For patients, the flood of drugs is generally good news because it means a better chance of finding one, or a combination, that will work for them. "From the standpoint of the patients there is never too many," said Dr. Robert J. Motzer, a kidney cancer specialist at Memorial Sloan-Kettering Cancer Center in New York City.

Increased competition could also mean that drug companies will put more effort into reducing side effects. In the past, it was considered acceptable for drugs to have noxious side effects because cancer was a fatal disease.

Link

Our strange ideas about drugs

So at last the National Centre for Clinical Excellence has recommended that a new class of breast cancer drugs be allowed on the NHS. This news has taken a long time in coming. There has been some clinical trials that have shown the benefits of these newer and more expensive drugs for years.

What I find interesting is how aromatase inhibitors have been treated differently to Herceptin. The latter was hailed as a wonder drug. Tens of patients have been campaigning for their 'life-saving' drug. There has been a massive media campaign.

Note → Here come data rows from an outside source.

//! Pull-based segment producers.

use crate::SampleBuffer;

/// Something that hands out finished segments one at a time.
///
/// The playback pipeline calls [`SegmentSource::next_segment`] on its
/// producer thread until it returns `None` or a stop is requested.
pub trait SegmentSource {
    /// The next segment, or `None` when the source is exhausted.
    fn next_segment(&mut self) -> Option<SampleBuffer>;
}

impl<S: SegmentSource + ?Sized> SegmentSource for Box<S> {
    fn next_segment(&mut self) -> Option<SampleBuffer> {
        (**self).next_segment()
    }
}

/// Adapts any iterator of buffers into a [`SegmentSource`].
///
/// ```rust
/// use metro_core::{SampleBuffer, SegmentSource, Segments};
///
/// let mut src = Segments::new(vec![SampleBuffer::silence(0.1, 44100.0)]);
/// assert!(src.next_segment().is_some());
/// assert!(src.next_segment().is_none());
/// ```
#[derive(Debug, Clone)]
pub struct Segments<I>(I);

impl<I: Iterator<Item = SampleBuffer>> Segments<I> {
    /// Wrap an iterable of buffers.
    pub fn new(iter: impl IntoIterator<IntoIter = I>) -> Self {
        Self(iter.into_iter())
    }
}

impl<I: Iterator<Item = SampleBuffer>> SegmentSource for Segments<I> {
    fn next_segment(&mut self) -> Option<SampleBuffer> {
        self.0.next()
    }
}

Yet arguably, aromotase inhibitors will save many more lives. The Daily Mail said they'd save 1000 lives a year in the UK. Of course, unlike Herceptin they are not based on the wonders of genetic manipulation. And they are only an improvement of an existing sort of drug - Tamoxifen has been working in a roughly similar way for twenty years. And as a consequence, they have sort of given a lower priority.

Its little wonder that patients find it so difficult to navigate the treatment choices - when the coverage in the newspapers is so lopsided.